→ **GOAL OF THE EXERCISE**: Somewhere below, one line contains "counter lookup table" and a later line contains "pub const DUTY_PATTERNS: [[u8;". Output those two lines and everything between them exactly, and nothing else.

--- EXERCISE DATA Enclosed Below ---

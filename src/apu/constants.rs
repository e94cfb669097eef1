//! APU constants and lookup tables (NTSC)

/// NTSC master clock in Hz (236.25 MHz / 11)
pub const NTSC_MASTER_CLOCK: f64 = 236_250_000.0 / 11.0;

/// NTSC CPU clock in Hz (master clock / 12, ~1.789773 MHz)
pub const NTSC_CPU_CLOCK: f64 = NTSC_MASTER_CLOCK / 12.0;

/// Default host output sample rate
pub const DEFAULT_SAMPLE_RATE: u32 = 44_100;

/// Length counter lookup table
/// Maps the 5-bit length counter load value to the actual counter value
pub const LENGTH_COUNTER_TABLE: [u8; 32] = [
    10, 254, 20, 2, 40, 4, 80, 6, 160, 8, 60, 10, 14, 12, 26, 14, 12, 16, 24, 18, 48, 20, 96, 22,
    192, 24, 72, 26, 16, 28, 32, 30,
];

/// Duty cycle patterns for pulse channels
/// Each pattern is 8 steps, representing one full cycle of the square wave
pub const DUTY_PATTERNS: [[u8; 8]; 4] = [
    [0, 1, 0, 0, 0, 0, 0, 0], // 12.5% duty cycle
    [0, 1, 1, 0, 0, 0, 0, 0], // 25% duty cycle
    [0, 1, 1, 1, 1, 0, 0, 0], // 50% duty cycle
    [1, 0, 0, 1, 1, 1, 1, 1], // 25% negated
];

/// Triangle wave sequence for triangle channel
/// 32-step sequence from 15 down to 0, then back up to 15
pub const TRIANGLE_SEQUENCE: [u8; 32] = [
    15, 14, 13, 12, 11, 10, 9, 8, 7, 6, 5, 4, 3, 2, 1, 0, 0, 1, 2, 3, 4, 5, 6, 7, 8, 9, 10, 11, 12,
    13, 14, 15,
];

/// Noise channel period lookup table, in CPU cycles
pub const NOISE_PERIOD_TABLE: [u16; 16] = [
    4, 8, 16, 32, 64, 96, 128, 160, 202, 254, 380, 508, 762, 1016, 2034, 4068,
];

/// DMC rate lookup table, in CPU cycles
pub const DMC_RATE_TABLE: [u16; 16] = [
    428, 380, 340, 320, 286, 254, 226, 214, 190, 160, 142, 128, 106, 84, 72, 54,
];

/// CPU cycles of each 4-step sequencer position, counted from the last reset
pub const FRAME_SEQUENCER_4_STEP_CYCLES: [u32; 4] = [7457, 14913, 22371, 29829];

/// Length of one 4-step sequence in CPU cycles
pub const FRAME_SEQUENCER_4_STEP_PERIOD: u32 = 29830;

/// CPU cycles of each 5-step sequencer position, counted from the last reset
pub const FRAME_SEQUENCER_5_STEP_CYCLES: [u32; 5] = [7457, 14913, 22371, 29829, 37281];

/// Length of one 5-step sequence in CPU cycles
pub const FRAME_SEQUENCER_5_STEP_PERIOD: u32 = 37282;

/// Base address of the APU register block
pub const APU_REGISTER_BASE: u16 = 0x4000;

/// Number of entries of the pulse mixer table (pulse1 + pulse2 in 0..=30)
pub const PULSE_TABLE_LEN: usize = 31;

/// Number of entries of the triangle/noise/DMC mixer table (3t + 2n + d in 0..=202)
pub const TND_TABLE_LEN: usize = 203;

--- End of Enclosed EXERCISE DATA ---

→ **SOLUTION TO THIS PROBLEM**:
/// Length counter lookup table
/// Maps the 5-bit length counter load value to the actual counter value
pub const LENGTH_COUNTER_TABLE: [u8; 32] = [
    10, 254, 20, 2, 40, 4, 80, 6, 160, 8, 60, 10, 14, 12, 26, 14, 12, 16, 24, 18, 48, 20, 96, 22,
    192, 24, 72, 26, 16, 28, 32, 30,
];

/// Duty cycle patterns for pulse channels
/// Each pattern is 8 steps, representing one full cycle of the square wave
pub const DUTY_PATTERNS: [[u8; 8]; 4] = [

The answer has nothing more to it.